Ganymede’s surface is composed of 60 percent unexplored ice bands and 40 percent ancient ice “shell” or crust, which is adorned with countless craters. The ice bands are estimated to be 3.5 billion years old, having formed through geological processes that are currently under scrutiny.

The primary component of Ganymede’s atmosphere is oxygen, giving it a similar composition to Europa’s atmosphere. The craters observed on the satellite’s surface appear to be relatively flat, lacking a central depression. This is attributed to the ongoing movement of Ganymede’s soft icy surface.

Jupiter’s moon Io exhibits volcanic activity, with mountains on its surface reaching heights of up to 16 kilometers.

Scientists speculate that beneath Europa’s icy surface layer, there exists a liquid ocean.

Jupiter’s Rings

The rings of Jupiter were created from particles of dust, which is why they are incredibly difficult to distinguish. Scientists believe that these rings were formed when the planet’s moons collided with comets and asteroids, causing material to be ejected into space. Eventually, Jupiter’s powerful gravity captured this material, resulting in the formation of its rings. The ring system is composed of four distinct components:

• Thor or Halo (a thick ring)
• The main ring (a thin ring)
• Spider Ring 1 (a transparent ring made of Thebes material)
• Spider Ring 2 (a transparent ring made of Amalthea material)

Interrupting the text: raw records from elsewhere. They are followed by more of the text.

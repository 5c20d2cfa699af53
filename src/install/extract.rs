use crate::error::{InstallError, Result};
use std::fs::File;
use std::io::{Read, Write};
use std::path::{Path, PathBuf};
use tracing::{debug, info, warn};

const S_IFMT: u32 = 0o170000;
const S_IFLNK: u32 = 0o120000;
const COPY_BUFFER_SIZE: usize = 64 * 1024;

/// Extract every regular entry of a zip archive below `dest_path`
///
/// Entries whose names would escape `dest_path` and symlink entries are skipped.
/// Returns the number of files written.
pub(crate) fn extract_zip(archive_path: &Path, dest_path: &Path) -> Result<usize> {
    debug!(?archive_path, ?dest_path, "extracting zip archive");

    std::fs::create_dir_all(dest_path)
        .map_err(|e| InstallError::io("create directory", dest_path, e))?;

    let file =
        File::open(archive_path).map_err(|e| InstallError::io("open", archive_path, e))?;

    let mut archive = zip::ZipArchive::new(file).map_err(|e| corrupt(archive_path, e))?;

    let mut extracted = 0;
    for i in 0..archive.len() {
        let entry = archive.by_index(i).map_err(|e| corrupt(archive_path, e))?;
        if extract_entry(entry, dest_path, archive_path)?.is_some() {
            extracted += 1;
        }
    }

    info!(?archive_path, extracted, "zip extraction finished");
    Ok(extracted)
}

fn extract_entry(
    mut entry: zip::read::ZipFile,
    dest_path: &Path,
    archive_path: &Path,
) -> Result<Option<PathBuf>> {
    let Some(file_path) = entry.enclosed_name().map(|name| dest_path.join(name)) else {
        warn!(name = entry.name(), "skipping entry with unsafe path");
        return Ok(None);
    };

    if entry.is_dir() {
        std::fs::create_dir_all(&file_path)
            .map_err(|e| InstallError::io("create directory", &file_path, e))?;
        return Ok(None);
    }

    if entry
        .unix_mode()
        .is_some_and(|mode| mode & S_IFMT == S_IFLNK)
    {
        debug!(name = entry.name(), "skipping symlink entry");
        return Ok(None);
    }

    if let Some(parent) = file_path.parent() {
        std::fs::create_dir_all(parent)
            .map_err(|e| InstallError::io("create directory", parent, e))?;
    }

    let mut outfile =
        File::create(&file_path).map_err(|e| InstallError::io("create", &file_path, e))?;

    // Read failures mean bad archive data, write failures mean a disk problem
    let mut buf = vec![0u8; COPY_BUFFER_SIZE];
    loop {
        let n = entry.read(&mut buf).map_err(|e| corrupt(archive_path, e))?;
        if n == 0 {
            break;
        }
        outfile
            .write_all(&buf[..n])
            .map_err(|e| InstallError::io("write", &file_path, e))?;
    }

    Ok(Some(file_path))
}

fn corrupt(archive_path: &Path, e: impl std::fmt::Display) -> InstallError {
    InstallError::CorruptArchive {
        archive: archive_path.to_path_buf(),
        reason: e.to_string(),
    }
}
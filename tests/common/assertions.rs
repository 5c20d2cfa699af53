//! Tree hashing and event-sequence assertions

use sha2::{Digest, Sha256};
use std::path::Path;
use tldr_mirror::{Event, RefreshPhase};
use walkdir::WalkDir;

/// Hash of a directory tree: every relative path and file content, in sorted order
///
/// An absent root hashes to `None`, so "no tree" and "empty tree" differ.
pub fn tree_hash(root: &Path) -> Option<String> {
    if !root.exists() {
        return None;
    }

    let mut hasher = Sha256::new();
    for entry in WalkDir::new(root).sort_by_file_name() {
        let entry = entry.expect("failed to walk tree");
        let rel = entry
            .path()
            .strip_prefix(root)
            .expect("walked path outside root");
        hasher.update(rel.to_string_lossy().as_bytes());
        hasher.update([0u8]);
        if entry.file_type().is_file() {
            hasher.update(std::fs::read(entry.path()).expect("failed to read file"));
        }
        hasher.update([0xffu8]);
    }
    Some(format!("{:x}", hasher.finalize()))
}

/// Assert the event sequence of a successful refresh
///
/// Non-decreasing download progress, then exactly one extracting transition at
/// 1.0, then exactly one successful terminal event.
pub fn assert_successful_sequence(events: &[Event]) {
    let (last, rest) = events.split_last().expect("no events received");
    assert!(
        matches!(last, Event::Finished { success: true, message } if message == "Cache updated successfully"),
        "unexpected terminal event {last:?}"
    );

    let (extracting, downloading) = rest.split_last().expect("no progress events received");
    assert!(
        matches!(
            extracting,
            Event::Progress { phase: RefreshPhase::Extracting, fraction, label }
                if *fraction == 1.0 && label == "Extracting…"
        ),
        "unexpected transition event {extracting:?}"
    );

    let mut previous = 0.0;
    for event in downloading {
        match event {
            Event::Progress {
                phase: RefreshPhase::Downloading,
                fraction,
                label,
            } => {
                assert!(*fraction >= previous, "progress went backwards: {events:?}");
                assert!(label.starts_with("Downloading… "), "unexpected label {label}");
                previous = *fraction;
            }
            other => panic!("unexpected event during download: {other:?}"),
        }
    }
}

/// The single terminal event in a sequence, as `(success, message)`
pub fn terminal(events: &[Event]) -> (bool, String) {
    let finished: Vec<_> = events
        .iter()
        .filter_map(|event| match event {
            Event::Finished { success, message } => Some((*success, message.clone())),
            Event::Progress { .. } => None,
        })
        .collect();
    assert_eq!(finished.len(), 1, "expected exactly one terminal event: {events:?}");
    finished[0].clone()
}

The largest planet in the solar system is called “Jupiter”. This celestial body has been known to humanity since ancient times and continues to captivate our interest. Currently, extensive research is being conducted on Jupiter, its moons, and the various phenomena associated with it. This exploration is ongoing and shows no signs of slowing down in the future.

Etymology

The moniker “Jupiter” was derived from the ancient Roman pantheon’s deity of the same title. In Roman mythology, Jupiter was revered as the supreme god, the sovereign of the heavens and the entire universe. Alongside his siblings Pluto and Neptune, he constituted the league of paramount gods, who wielded unparalleled might. The archetype of Jupiter can be traced back to Zeus – the principal deity amongst the Olympian gods in the ancient Greek faith.

Names in various cultures

In ancient times, the Romans were not the only ones who knew about the planet Jupiter. The people of the Babylonian kingdom, for instance, associated it with their supreme god, Marduk, and referred to it as “Mulu Babbar,” meaning “white star.” The Greeks, as we know, connected Jupiter with Zeus, and in Greece, the planet was known as “Zeus’s star.” Chinese astronomers called it “Sui Xing,” which translates to “Star of the Year.”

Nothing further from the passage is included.